**PROBLEM STATEMENT:** Using the data below, return all lines in which "true" appears.

**EXTRACTED ENTRIES:**
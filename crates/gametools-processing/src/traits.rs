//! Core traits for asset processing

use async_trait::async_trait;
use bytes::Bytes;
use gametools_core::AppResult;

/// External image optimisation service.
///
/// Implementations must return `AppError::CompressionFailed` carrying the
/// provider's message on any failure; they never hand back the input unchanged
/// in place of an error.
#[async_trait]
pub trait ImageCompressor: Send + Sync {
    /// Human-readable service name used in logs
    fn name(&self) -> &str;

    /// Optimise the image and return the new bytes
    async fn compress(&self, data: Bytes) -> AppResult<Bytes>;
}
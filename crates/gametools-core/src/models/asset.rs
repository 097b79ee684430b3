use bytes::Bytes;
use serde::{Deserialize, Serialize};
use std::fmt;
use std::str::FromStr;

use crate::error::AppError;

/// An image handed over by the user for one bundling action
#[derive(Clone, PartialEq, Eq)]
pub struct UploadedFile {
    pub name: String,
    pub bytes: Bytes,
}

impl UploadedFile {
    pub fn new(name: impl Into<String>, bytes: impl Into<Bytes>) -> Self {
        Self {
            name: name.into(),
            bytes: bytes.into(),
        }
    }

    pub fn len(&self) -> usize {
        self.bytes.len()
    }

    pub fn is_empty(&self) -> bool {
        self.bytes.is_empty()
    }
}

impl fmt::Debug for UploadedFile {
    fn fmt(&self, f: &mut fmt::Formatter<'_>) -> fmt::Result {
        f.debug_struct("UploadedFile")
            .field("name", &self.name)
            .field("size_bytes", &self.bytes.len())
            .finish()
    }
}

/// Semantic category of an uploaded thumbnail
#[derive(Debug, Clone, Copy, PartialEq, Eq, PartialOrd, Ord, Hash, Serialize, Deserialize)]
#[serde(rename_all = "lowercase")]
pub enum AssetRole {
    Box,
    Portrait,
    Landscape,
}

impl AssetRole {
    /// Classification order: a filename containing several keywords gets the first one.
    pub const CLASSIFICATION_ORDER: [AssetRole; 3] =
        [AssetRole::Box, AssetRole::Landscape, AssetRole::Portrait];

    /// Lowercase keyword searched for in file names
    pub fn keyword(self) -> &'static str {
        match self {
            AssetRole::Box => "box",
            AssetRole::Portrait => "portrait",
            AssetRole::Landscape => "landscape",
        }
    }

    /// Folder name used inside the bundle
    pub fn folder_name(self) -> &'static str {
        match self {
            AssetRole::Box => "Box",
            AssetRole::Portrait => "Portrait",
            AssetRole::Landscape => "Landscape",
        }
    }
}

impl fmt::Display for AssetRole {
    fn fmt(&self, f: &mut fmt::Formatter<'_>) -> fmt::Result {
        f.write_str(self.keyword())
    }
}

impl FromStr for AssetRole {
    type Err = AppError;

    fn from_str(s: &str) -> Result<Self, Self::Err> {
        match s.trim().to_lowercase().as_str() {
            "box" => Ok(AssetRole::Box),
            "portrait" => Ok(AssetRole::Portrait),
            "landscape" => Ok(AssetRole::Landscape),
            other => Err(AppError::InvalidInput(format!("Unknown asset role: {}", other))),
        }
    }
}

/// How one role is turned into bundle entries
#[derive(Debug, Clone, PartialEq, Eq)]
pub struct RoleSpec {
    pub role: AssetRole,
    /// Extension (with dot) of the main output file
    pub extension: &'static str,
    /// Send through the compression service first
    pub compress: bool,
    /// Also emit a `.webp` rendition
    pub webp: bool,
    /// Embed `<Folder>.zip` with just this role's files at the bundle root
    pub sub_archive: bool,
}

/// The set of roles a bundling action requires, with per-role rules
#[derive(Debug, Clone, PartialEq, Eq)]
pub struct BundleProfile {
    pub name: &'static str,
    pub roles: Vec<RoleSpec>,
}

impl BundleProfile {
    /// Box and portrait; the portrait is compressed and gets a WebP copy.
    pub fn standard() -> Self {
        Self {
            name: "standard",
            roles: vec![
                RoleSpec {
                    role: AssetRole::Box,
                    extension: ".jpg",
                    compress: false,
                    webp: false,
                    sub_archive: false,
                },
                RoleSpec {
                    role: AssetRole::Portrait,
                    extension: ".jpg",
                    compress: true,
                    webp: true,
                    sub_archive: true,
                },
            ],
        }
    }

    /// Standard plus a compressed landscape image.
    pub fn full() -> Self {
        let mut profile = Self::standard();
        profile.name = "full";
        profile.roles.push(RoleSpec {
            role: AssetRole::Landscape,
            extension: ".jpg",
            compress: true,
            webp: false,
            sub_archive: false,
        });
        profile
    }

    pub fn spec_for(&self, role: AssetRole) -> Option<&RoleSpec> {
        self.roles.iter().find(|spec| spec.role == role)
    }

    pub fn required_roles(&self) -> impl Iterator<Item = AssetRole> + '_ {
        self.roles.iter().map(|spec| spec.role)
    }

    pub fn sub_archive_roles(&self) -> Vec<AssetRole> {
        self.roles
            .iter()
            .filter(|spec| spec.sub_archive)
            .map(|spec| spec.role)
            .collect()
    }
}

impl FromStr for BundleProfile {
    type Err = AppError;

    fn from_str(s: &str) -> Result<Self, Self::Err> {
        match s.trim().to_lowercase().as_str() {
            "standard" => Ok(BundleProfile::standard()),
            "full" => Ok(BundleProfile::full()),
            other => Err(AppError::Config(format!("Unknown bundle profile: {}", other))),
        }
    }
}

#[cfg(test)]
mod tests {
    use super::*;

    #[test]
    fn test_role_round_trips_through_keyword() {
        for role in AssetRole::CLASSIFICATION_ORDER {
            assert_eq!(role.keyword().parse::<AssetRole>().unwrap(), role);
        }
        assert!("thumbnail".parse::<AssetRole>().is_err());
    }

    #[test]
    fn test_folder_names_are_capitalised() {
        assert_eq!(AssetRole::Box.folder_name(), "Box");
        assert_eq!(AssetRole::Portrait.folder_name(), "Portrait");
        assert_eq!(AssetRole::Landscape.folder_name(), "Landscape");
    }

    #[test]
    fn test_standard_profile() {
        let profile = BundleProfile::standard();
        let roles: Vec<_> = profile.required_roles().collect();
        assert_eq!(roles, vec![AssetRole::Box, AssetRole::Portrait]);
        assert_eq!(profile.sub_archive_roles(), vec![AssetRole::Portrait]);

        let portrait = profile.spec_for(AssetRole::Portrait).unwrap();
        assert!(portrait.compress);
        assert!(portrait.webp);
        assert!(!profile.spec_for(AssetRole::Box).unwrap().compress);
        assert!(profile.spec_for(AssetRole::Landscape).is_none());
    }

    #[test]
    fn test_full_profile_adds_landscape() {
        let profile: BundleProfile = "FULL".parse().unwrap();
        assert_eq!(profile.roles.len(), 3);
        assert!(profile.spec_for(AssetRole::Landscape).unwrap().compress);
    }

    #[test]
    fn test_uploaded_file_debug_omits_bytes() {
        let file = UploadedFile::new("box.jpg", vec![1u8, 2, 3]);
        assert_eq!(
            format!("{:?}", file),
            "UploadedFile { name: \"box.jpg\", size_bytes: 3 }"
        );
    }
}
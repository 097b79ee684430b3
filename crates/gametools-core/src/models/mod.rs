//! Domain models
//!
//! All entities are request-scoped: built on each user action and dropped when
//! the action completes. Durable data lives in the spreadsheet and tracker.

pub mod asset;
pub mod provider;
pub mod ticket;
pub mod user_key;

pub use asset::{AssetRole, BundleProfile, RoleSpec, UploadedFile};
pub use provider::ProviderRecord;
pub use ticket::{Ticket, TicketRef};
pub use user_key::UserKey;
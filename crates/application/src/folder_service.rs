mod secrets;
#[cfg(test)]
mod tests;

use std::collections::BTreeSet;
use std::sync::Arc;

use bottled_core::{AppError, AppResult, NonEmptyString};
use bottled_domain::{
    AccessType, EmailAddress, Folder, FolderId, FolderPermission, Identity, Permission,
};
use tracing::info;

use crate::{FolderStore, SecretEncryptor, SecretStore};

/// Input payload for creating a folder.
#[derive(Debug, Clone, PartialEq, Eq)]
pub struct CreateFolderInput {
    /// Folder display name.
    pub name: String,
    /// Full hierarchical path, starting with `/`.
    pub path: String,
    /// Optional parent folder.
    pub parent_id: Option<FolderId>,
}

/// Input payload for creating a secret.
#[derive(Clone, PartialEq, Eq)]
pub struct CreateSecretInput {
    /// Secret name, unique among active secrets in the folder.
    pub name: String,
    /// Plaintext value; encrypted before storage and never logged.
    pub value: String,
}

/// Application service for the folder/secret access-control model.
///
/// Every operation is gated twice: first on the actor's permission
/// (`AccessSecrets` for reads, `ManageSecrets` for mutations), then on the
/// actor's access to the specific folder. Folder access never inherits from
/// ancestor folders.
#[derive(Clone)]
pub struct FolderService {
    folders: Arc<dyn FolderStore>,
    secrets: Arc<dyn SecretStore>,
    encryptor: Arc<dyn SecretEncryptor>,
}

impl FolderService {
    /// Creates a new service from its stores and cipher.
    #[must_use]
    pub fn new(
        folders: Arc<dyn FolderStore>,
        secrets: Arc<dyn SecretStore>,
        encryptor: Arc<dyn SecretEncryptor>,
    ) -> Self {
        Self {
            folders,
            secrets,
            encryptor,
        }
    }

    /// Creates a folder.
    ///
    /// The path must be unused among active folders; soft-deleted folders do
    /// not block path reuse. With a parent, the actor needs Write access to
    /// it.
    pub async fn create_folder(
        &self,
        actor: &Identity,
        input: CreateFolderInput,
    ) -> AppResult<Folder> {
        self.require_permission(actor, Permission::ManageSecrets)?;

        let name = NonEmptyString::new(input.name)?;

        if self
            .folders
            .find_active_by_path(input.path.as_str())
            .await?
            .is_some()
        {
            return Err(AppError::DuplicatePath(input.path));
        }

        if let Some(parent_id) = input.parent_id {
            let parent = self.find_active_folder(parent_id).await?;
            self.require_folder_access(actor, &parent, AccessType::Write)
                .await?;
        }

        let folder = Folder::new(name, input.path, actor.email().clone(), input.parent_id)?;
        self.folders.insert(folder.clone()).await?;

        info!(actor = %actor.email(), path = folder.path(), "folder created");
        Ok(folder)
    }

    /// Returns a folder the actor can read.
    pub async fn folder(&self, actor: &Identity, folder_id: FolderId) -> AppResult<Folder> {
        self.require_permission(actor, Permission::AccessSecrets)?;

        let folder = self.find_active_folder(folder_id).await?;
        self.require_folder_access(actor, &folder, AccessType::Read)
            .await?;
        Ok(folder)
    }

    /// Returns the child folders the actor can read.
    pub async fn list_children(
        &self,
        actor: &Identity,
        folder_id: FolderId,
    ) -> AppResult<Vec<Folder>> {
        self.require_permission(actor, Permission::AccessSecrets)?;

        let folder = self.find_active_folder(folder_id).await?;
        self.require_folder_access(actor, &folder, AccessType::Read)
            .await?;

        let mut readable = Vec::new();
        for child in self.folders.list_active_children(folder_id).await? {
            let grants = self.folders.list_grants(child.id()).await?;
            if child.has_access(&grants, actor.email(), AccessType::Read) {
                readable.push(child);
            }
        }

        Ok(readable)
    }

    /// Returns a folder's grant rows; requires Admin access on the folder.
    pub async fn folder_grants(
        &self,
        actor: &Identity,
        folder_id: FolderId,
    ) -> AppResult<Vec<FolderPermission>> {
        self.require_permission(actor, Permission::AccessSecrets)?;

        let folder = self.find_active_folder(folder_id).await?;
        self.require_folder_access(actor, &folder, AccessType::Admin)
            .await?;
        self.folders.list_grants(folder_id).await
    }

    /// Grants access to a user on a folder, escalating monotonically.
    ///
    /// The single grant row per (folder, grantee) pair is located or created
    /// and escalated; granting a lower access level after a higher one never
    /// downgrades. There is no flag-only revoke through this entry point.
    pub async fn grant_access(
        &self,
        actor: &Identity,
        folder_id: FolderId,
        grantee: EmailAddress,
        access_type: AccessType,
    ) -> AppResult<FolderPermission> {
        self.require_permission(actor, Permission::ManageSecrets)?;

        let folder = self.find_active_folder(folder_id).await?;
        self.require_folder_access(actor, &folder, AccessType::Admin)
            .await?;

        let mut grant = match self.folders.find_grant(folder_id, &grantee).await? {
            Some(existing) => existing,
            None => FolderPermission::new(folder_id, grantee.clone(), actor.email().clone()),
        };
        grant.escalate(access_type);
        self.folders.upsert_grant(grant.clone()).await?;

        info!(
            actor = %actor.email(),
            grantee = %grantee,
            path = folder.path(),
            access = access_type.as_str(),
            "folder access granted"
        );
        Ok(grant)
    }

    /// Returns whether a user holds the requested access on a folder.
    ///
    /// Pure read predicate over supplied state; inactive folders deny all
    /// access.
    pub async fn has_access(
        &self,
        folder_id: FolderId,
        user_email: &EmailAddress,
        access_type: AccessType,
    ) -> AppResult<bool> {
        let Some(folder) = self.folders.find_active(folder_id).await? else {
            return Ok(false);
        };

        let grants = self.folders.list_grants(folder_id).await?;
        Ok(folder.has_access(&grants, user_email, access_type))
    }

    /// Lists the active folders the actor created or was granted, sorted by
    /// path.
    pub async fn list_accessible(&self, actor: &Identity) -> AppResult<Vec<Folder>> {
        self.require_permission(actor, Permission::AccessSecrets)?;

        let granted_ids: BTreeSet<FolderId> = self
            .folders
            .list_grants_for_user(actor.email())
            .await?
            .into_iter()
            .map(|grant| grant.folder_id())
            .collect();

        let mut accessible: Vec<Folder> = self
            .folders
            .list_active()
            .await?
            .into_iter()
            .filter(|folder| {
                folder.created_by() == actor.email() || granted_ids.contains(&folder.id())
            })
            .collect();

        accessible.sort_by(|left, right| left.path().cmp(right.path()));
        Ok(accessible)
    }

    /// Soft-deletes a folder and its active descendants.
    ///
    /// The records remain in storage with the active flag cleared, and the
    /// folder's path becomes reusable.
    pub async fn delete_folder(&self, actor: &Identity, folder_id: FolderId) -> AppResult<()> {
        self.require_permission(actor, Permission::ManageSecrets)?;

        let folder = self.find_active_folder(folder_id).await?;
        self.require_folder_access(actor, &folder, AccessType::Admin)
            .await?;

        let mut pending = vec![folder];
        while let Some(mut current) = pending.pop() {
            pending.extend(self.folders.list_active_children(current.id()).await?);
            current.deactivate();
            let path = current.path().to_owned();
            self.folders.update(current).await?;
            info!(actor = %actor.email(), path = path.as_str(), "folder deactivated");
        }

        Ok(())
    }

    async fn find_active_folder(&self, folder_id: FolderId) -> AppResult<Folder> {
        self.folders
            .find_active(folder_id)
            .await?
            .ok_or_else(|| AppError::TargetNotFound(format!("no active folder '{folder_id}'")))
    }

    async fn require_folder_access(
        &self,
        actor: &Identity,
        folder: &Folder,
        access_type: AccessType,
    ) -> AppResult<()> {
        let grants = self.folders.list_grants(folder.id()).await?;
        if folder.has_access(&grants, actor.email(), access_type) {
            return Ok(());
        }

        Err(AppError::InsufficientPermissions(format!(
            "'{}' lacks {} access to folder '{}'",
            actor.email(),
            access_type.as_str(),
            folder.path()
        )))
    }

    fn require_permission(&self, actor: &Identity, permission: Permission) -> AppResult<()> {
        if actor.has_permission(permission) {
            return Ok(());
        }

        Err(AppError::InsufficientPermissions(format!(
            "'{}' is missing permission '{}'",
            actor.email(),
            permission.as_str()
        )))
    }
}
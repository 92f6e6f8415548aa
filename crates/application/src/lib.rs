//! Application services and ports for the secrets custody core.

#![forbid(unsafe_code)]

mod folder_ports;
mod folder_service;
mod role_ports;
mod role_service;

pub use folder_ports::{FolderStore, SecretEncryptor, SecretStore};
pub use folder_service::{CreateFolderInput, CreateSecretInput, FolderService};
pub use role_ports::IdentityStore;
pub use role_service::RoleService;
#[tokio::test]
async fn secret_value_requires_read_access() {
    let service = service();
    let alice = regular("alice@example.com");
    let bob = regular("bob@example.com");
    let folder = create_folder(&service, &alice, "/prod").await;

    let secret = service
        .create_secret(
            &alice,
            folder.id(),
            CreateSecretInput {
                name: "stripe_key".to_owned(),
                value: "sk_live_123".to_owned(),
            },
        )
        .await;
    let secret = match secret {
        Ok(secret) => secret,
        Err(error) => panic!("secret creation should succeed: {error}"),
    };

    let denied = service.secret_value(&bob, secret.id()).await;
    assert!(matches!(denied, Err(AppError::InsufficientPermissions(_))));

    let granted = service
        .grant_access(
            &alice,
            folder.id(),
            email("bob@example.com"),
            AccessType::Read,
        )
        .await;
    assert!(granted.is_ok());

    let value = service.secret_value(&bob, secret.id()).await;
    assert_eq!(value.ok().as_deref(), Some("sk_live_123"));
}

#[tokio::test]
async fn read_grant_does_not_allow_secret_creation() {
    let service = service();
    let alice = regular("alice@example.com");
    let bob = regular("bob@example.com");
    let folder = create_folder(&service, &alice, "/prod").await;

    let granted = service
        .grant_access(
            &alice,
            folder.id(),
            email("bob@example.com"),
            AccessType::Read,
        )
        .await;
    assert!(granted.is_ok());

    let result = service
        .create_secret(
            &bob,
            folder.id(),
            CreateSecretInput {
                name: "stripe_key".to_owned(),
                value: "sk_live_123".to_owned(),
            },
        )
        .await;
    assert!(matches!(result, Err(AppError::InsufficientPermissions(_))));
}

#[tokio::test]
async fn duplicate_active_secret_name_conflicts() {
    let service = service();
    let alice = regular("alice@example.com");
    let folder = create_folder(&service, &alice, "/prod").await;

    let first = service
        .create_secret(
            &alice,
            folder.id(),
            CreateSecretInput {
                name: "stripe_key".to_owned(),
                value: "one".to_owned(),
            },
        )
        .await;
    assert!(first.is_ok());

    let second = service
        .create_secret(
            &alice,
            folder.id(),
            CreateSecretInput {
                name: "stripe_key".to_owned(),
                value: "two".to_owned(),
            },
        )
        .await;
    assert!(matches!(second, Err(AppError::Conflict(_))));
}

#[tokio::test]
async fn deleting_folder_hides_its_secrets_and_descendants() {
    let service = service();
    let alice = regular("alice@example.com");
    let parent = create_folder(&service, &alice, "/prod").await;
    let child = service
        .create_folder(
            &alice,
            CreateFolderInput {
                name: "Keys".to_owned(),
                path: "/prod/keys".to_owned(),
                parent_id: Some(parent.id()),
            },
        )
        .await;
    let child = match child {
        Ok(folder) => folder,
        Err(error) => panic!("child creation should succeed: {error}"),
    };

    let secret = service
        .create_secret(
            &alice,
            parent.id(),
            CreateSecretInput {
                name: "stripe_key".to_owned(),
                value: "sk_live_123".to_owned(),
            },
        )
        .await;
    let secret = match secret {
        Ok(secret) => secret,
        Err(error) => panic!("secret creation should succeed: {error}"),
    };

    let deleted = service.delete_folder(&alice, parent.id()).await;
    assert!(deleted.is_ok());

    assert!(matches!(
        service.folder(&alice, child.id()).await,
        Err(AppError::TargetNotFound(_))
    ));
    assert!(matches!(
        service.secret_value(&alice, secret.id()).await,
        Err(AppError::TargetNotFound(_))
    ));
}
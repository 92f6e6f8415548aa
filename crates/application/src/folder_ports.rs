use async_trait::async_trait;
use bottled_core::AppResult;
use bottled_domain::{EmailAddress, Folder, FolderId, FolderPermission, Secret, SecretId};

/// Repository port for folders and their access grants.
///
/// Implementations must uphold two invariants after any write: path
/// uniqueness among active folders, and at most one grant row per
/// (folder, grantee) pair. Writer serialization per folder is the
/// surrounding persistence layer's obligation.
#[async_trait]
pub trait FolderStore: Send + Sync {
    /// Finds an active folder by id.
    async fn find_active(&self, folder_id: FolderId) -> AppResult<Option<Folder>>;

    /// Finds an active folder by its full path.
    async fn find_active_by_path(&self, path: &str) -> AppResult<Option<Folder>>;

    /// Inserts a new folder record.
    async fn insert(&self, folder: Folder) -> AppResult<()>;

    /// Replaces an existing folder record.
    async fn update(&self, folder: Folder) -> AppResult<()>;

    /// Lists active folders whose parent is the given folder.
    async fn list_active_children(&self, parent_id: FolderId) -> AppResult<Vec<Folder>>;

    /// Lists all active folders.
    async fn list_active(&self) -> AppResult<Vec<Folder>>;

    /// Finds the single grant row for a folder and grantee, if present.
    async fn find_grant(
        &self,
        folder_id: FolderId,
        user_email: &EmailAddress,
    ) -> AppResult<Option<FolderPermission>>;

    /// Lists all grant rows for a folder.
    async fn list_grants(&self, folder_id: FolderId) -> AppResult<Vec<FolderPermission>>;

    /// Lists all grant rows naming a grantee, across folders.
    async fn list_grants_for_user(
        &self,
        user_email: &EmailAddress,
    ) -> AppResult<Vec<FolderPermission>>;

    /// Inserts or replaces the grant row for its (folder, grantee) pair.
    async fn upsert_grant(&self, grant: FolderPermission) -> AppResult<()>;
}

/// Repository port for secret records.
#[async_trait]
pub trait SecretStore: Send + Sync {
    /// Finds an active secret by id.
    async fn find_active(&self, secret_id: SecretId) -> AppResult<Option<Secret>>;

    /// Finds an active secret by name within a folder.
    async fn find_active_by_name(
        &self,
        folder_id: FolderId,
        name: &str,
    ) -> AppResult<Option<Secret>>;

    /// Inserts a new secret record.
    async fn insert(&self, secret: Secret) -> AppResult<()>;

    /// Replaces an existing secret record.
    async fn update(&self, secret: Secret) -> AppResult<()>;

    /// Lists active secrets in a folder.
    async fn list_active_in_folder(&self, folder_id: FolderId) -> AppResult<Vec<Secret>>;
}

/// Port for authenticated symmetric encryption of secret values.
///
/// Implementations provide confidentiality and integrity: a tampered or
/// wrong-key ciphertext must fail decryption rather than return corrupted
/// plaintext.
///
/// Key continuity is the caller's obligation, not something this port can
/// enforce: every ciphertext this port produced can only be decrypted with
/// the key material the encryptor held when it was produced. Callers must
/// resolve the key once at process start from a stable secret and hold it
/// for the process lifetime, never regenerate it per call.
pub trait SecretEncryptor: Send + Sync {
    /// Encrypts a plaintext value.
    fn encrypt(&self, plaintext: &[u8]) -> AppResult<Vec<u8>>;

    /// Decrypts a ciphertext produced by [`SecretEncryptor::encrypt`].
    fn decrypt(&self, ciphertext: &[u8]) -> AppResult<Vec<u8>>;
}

**TASK OUTPUT:**
                    compress: true,
                    webp: true,
                    sub_archive: true,
            compress: true,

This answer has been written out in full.